--- START ---

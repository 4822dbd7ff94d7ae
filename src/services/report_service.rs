use crate::error::Result;
use crate::models::candidate::ApplicationStatus;
use crate::models::result::Grade;
use crate::models::test::TestType;
use crate::services::candidate_service::CandidateService;
use crate::services::grading_service::round2;
use crate::services::result_service::ResultService;
use serde::Serialize;
use uuid::Uuid;

#[derive(Debug, Clone, Serialize)]
#[serde(rename_all = "camelCase")]
pub struct CandidateReport {
    pub candidate: CandidateHeader,
    pub summary: ReportSummary,
    pub test_results: Vec<TestResultLine>,
}

#[derive(Debug, Clone, Serialize)]
#[serde(rename_all = "camelCase")]
pub struct CandidateHeader {
    pub application_number: String,
    pub status: ApplicationStatus,
}

#[derive(Debug, Clone, Serialize)]
#[serde(rename_all = "camelCase")]
pub struct ReportSummary {
    pub total_tests: usize,
    pub passed_tests: usize,
    pub average_score: f64,
}

#[derive(Debug, Clone, Serialize)]
#[serde(rename_all = "camelCase")]
pub struct TestResultLine {
    pub test_type: TestType,
    pub score: f64,
    pub passed: bool,
    pub grade: Grade,
}

#[derive(Clone)]
pub struct ReportService {
    candidates: CandidateService,
    results: ResultService,
}

impl ReportService {
    pub fn new(candidates: CandidateService, results: ResultService) -> Self {
        Self {
            candidates,
            results,
        }
    }

    /// Lines follow the result lookup order, newest first.
    pub async fn candidate_report(&self, candidate_id: Uuid) -> Result<CandidateReport> {
        let candidate = self.candidates.get(candidate_id).await?;
        let results = self.results.find_by_candidate(candidate_id).await?;

        let total_tests = results.len();
        let passed_tests = results.iter().filter(|r| r.score.passed).count();
        let average_score = if total_tests == 0 {
            0.0
        } else {
            let sum: f64 = results.iter().map(|r| r.score.percentage).sum();
            round2(sum / total_tests as f64)
        };

        Ok(CandidateReport {
            candidate: CandidateHeader {
                application_number: candidate.application_number,
                status: candidate.application_status,
            },
            summary: ReportSummary {
                total_tests,
                passed_tests,
                average_score,
            },
            test_results: results
                .into_iter()
                .map(|r| TestResultLine {
                    test_type: r.test_type,
                    score: r.score.percentage,
                    passed: r.score.passed,
                    grade: r.score.grade,
                })
                .collect(),
        })
    }
}

#[cfg(test)]
mod tests {
    use super::*;
    use crate::database::MemoryStore;
    use crate::dto::candidate_dto::{ContactInfoPayload, CreateCandidatePayload, PersonalInfoPayload};
    use crate::dto::session_dto::{CreateSessionRequest, SubmitAnswerRequest};
    use crate::dto::test_dto::{CreateQuestion, CreateTestPayload};
    use crate::error::Error;
    use crate::models::candidate::Gender;
    use crate::models::question::{QuestionOption, QuestionType};
    use crate::services::session_service::SessionService;
    use crate::services::test_service::TestService;
    use chrono::NaiveDate;
    use serde_json::json;
    use std::sync::Arc;

    #[tokio::test]
    async fn report_summarises_candidate_results() {
        let store = Arc::new(MemoryStore::new());
        let tests = TestService::new(store.clone());
        let candidates = CandidateService::new(store.clone());
        let sessions = SessionService::new(store.clone(), tests.clone());
        let results = ResultService::new(store.clone(), store.clone(), tests.clone());
        let reports = ReportService::new(candidates.clone(), results.clone());

        let test = tests
            .create_test(
                CreateTestPayload {
                    title: "Visual search".into(),
                    description: "Spot the odd symbol".into(),
                    test_type: TestType::Visual,
                    difficulty: None,
                    duration: 10,
                    passing_score: 50.0,
                    total_marks: 10,
                    questions: vec![CreateQuestion {
                        question_id: None,
                        question_text: "Odd one out".into(),
                        question_type: QuestionType::Mcq,
                        options: vec![QuestionOption { option_text: "#".into(), is_correct: true }],
                        marks: 10,
                    }],
                    is_published: Some(true),
                },
                None,
            )
            .await
            .unwrap();
        let candidate = candidates
            .create(CreateCandidatePayload {
                user_id: Uuid::new_v4(),
                personal_info: PersonalInfoPayload {
                    date_of_birth: NaiveDate::from_ymd_opt(1999, 1, 1).unwrap(),
                    gender: Gender::Male,
                    nationality: Some("TJ".into()),
                },
                contact_info: ContactInfoPayload {
                    primary_phone: "+992900000002".into(),
                    secondary_phone: None,
                },
            })
            .await
            .unwrap();

        for choice in ["#", "@"] {
            let s = sessions
                .create(CreateSessionRequest { candidate_id: candidate.id, test_id: test.id })
                .await
                .unwrap();
            sessions.start(s.id).await.unwrap();
            sessions
                .submit_answer(
                    s.id,
                    SubmitAnswerRequest {
                        question_id: test.questions[0].question_id,
                        answer: json!(choice),
                        time_taken: None,
                    },
                )
                .await
                .unwrap();
            sessions.submit(s.id).await.unwrap();
            results.generate_from_session(s.id).await.unwrap();
        }

        let report = reports.candidate_report(candidate.id).await.unwrap();
        assert_eq!(report.candidate.application_number, candidate.application_number);
        assert_eq!(report.candidate.status, ApplicationStatus::Pending);
        assert_eq!(report.summary.total_tests, 2);
        assert_eq!(report.summary.passed_tests, 1);
        assert_eq!(report.summary.average_score, 50.0);
        assert_eq!(report.test_results.len(), 2);
        assert!(report.test_results.iter().all(|l| l.test_type == TestType::Visual));
    }

    #[tokio::test]
    async fn unknown_candidate_is_not_found() {
        let store = Arc::new(MemoryStore::new());
        let tests = TestService::new(store.clone());
        let reports = ReportService::new(
            CandidateService::new(store.clone()),
            ResultService::new(store.clone(), store, tests),
        );
        let err = reports.candidate_report(Uuid::new_v4()).await.unwrap_err();
        assert!(matches!(err, Error::NotFound(_)));
    }
}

--- END ---

### Exercise goal
Write the data from above out again, exactly.

### Completed exercise
repository 4822dbd7ff94d7ae
filename src/services/report_service.rs
use crate::error::Result;
use crate::models::candidate::ApplicationStatus;
use crate::models::result::Grade;
use crate::models::test::TestType;
use crate::services::candidate_service::CandidateService;
use crate::services::grading_service::round2;
use crate::services::result_service::ResultService;
use serde::Serialize;
use uuid::Uuid;

#[derive(Debug, Clone, Serialize)]
#[serde(rename_all = "camelCase")]
pub struct CandidateReport {
    pub candidate: CandidateHeader,
    pub summary: ReportSummary,
    pub test_results: Vec<TestResultLine>,
}

#[derive(Debug, Clone, Serialize)]
#[serde(rename_all = "camelCase")]
pub struct CandidateHeader {
    pub application_number: String,
    pub status: ApplicationStatus,
}

#[derive(Debug, Clone, Serialize)]
#[serde(rename_all = "camelCase")]
pub struct ReportSummary {
    pub total_tests: usize,
    pub passed_tests: usize,
    pub average_score: f64,
}

#[derive(Debug, Clone, Serialize)]
#[serde(rename_all = "camelCase")]
pub struct TestResultLine {
    pub test_type: TestType,
    pub score: f64,
    pub passed: bool,
    pub grade: Grade,
}

#[derive(Clone)]
pub struct ReportService {
    candidates: CandidateService,
    results: ResultService,
}

impl ReportService {
    pub fn new(candidates: CandidateService, results: ResultService) -> Self {
        Self {
            candidates,
            results,
        }
    }

    /// Lines follow the result lookup order, newest first.
    pub async fn candidate_report(&self, candidate_id: Uuid) -> Result<CandidateReport> {
        let candidate = self.candidates.get(candidate_id).await?;
        let results = self.results.find_by_candidate(candidate_id).await?;

        let total_tests = results.len();
        let passed_tests = results.iter().filter(|r| r.score.passed).count();
        let average_score = if total_tests == 0 {
            0.0
        } else {
            let sum: f64 = results.iter().map(|r| r.score.percentage).sum();
            round2(sum / total_tests as f64)
        };

        Ok(CandidateReport {
            candidate: CandidateHeader {
                application_number: candidate.application_number,
                status: candidate.application_status,
            },
            summary: ReportSummary {
                total_tests,
                passed_tests,
                average_score,
            },
            test_results: results
                .into_iter()
                .map(|r| TestResultLine {
                    test_type: r.test_type,
                    score: r.score.percentage,
                    passed: r.score.passed,
                    grade: r.score.grade,
                })
                .collect(),
        })
    }
}

#[cfg(test)]
mod tests {
    use super::*;
    use crate::database::MemoryStore;
    use crate::dto::candidate_dto::{ContactInfoPayload, CreateCandidatePayload, PersonalInfoPayload};
    use crate::dto::session_dto::{CreateSessionRequest, SubmitAnswerRequest};
    use crate::dto::test_dto::{CreateQuestion, CreateTestPayload};
    use crate::error::Error;
    use crate::models::candidate::Gender;
    use crate::models::question::{QuestionOption, QuestionType};
    use crate::services::session_service::SessionService;
    use crate::services::test_service::TestService;
    use chrono::NaiveDate;
    use serde_json::json;
    use std::sync::Arc;

    #[tokio::test]
    async fn report_summarises_candidate_results() {
        let store = Arc::new(MemoryStore::new());
        let tests = TestService::new(store.clone());
        let candidates = CandidateService::new(store.clone());
        let sessions = SessionService::new(store.clone(), tests.clone());
        let results = ResultService::new(store.clone(), store.clone(), tests.clone());
        let reports = ReportService::new(candidates.clone(), results.clone());

        let test = tests
            .create_test(
                CreateTestPayload {
                    title: "Visual search".into(),
                    description: "Spot the odd symbol".into(),
                    test_type: TestType::Visual,
                    difficulty: None,
                    duration: 10,
                    passing_score: 50.0,
                    total_marks: 10,
                    questions: vec![CreateQuestion {
                        question_id: None,
                        question_text: "Odd one out".into(),
                        question_type: QuestionType::Mcq,
                        options: vec![QuestionOption { option_text: "#".into(), is_correct: true }],
                        marks: 10,
                    }],
                    is_published: Some(true),
                },
                None,
            )
            .await
            .unwrap();
        let candidate = candidates
            .create(CreateCandidatePayload {
                user_id: Uuid::new_v4(),
                personal_info: PersonalInfoPayload {
                    date_of_birth: NaiveDate::from_ymd_opt(1999, 1, 1).unwrap(),
                    gender: Gender::Male,
                    nationality: Some("TJ".into()),
                },
                contact_info: ContactInfoPayload {
                    primary_phone: "+992900000002".into(),
                    secondary_phone: None,
                },
            })
            .await
            .unwrap();

        for choice in ["#", "@"] {
            let s = sessions
                .create(CreateSessionRequest { candidate_id: candidate.id, test_id: test.id })
                .await
                .unwrap();
            sessions.start(s.id).await.unwrap();
            sessions
                .submit_answer(
                    s.id,
                    SubmitAnswerRequest {
                        question_id: test.questions[0].question_id,
                        answer: json!(choice),
                        time_taken: None,
                    },
                )
                .await
                .unwrap();
            sessions.submit(s.id).await.unwrap();
            results.generate_from_session(s.id).await.unwrap();
        }

        let report = reports.candidate_report(candidate.id).await.unwrap();
        assert_eq!(report.candidate.application_number, candidate.application_number);
        assert_eq!(report.candidate.status, ApplicationStatus::Pending);
        assert_eq!(report.summary.total_tests, 2);
        assert_eq!(report.summary.passed_tests, 1);
        assert_eq!(report.summary.average_score, 50.0);
        assert_eq!(report.test_results.len(), 2);
        assert!(report.test_results.iter().all(|l| l.test_type == TestType::Visual));
    }

    #[tokio::test]
    async fn unknown_candidate_is_not_found() {
        let store = Arc::new(MemoryStore::new());
        let tests = TestService::new(store.clone());
        let reports = ReportService::new(
            CandidateService::new(store.clone()),
            ResultService::new(store.clone(), store, tests),
        );
        let err = reports.candidate_report(Uuid::new_v4()).await.unwrap_err();
        assert!(matches!(err, Error::NotFound(_)));
    }
}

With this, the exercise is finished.